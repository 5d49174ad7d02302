//! Resource Owner Password Credentials flow.

// self
use crate::{
	_prelude::*,
	auth::{GrantType, TokenSecret},
	flows::{FlowOptions, TokenFlows, common},
	service::TokenResponse,
};

const USERNAME: &str = "Username";
const PASSWORD: &str = "Password";

/// Executes the `password` grant on behalf of a user.
///
/// `username` and `password` are required and checked in that order when the flow executes.
#[derive(Clone, Debug)]
pub struct PasswordTokenFlow {
	flows: TokenFlows,
	options: FlowOptions,
	username: Option<String>,
	password: Option<TokenSecret>,
}
impl PasswordTokenFlow {
	const GRANT: GrantType = GrantType::Password;

	/// Creates a flow over the provided collaborators.
	pub fn new(flows: TokenFlows) -> Self {
		Self { flows, options: FlowOptions::default(), username: None, password: None }
	}

	/// Sets the resource owner's username.
	pub fn username(mut self, username: impl Into<String>) -> Self {
		self.username = Some(username.into());

		self
	}

	/// Sets the resource owner's password.
	pub fn password(mut self, password: impl Into<TokenSecret>) -> Self {
		self.password = Some(password.into());

		self
	}

	/// Validates the credentials and requests an access token.
	pub async fn execute(&self) -> Result<TokenResponse> {
		common::instrumented_execute(Self::GRANT, async {
			let username = common::require(self.username.as_deref(), USERNAME, Self::GRANT)?;
			let password = common::require(self.password.as_ref(), PASSWORD, Self::GRANT)?;
			let endpoint = self.flows.endpoints_provider.token_endpoint();
			let parameters = self.options.request_parameters();

			self.flows
				.token_service
				.retrieve_access_token_via_password_grant(
					&endpoint,
					&self.flows.client_credentials,
					username,
					password,
					self.options.subdomain.as_ref(),
					&parameters,
				)
				.await
				.map_err(common::wrap_service_error(Self::GRANT))
		})
		.await
	}
}
impl_flow_options!(PasswordTokenFlow);
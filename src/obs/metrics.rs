// self
use crate::{auth::GrantType, obs::FlowOutcome};

/// Records a flow outcome via the global metrics recorder (when enabled).
pub fn record_flow_outcome(grant: GrantType, outcome: FlowOutcome) {
	#[cfg(feature = "metrics")]
	{
		metrics::counter!(
			"oauth2_token_client_flow_total",
			"flow" => grant.as_str(),
			"outcome" => outcome.as_str()
		)
		.increment(1);
	}

	#[cfg(not(feature = "metrics"))]
	{
		let _ = (grant, outcome);
	}
}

════

* EXERCISE DIRECTIONS: Pull every line with "flows" from the records.

* SOLUTION FOR THIS EXERCISE:
	flows::{FlowOptions, TokenFlows, common},
	flows: TokenFlows,
	pub fn new(flows: TokenFlows) -> Self {
		Self { flows, options: FlowOptions::default(), username: None, password: None }
			let endpoint = self.flows.endpoints_provider.token_endpoint();
			self.flows
					&self.flows.client_credentials,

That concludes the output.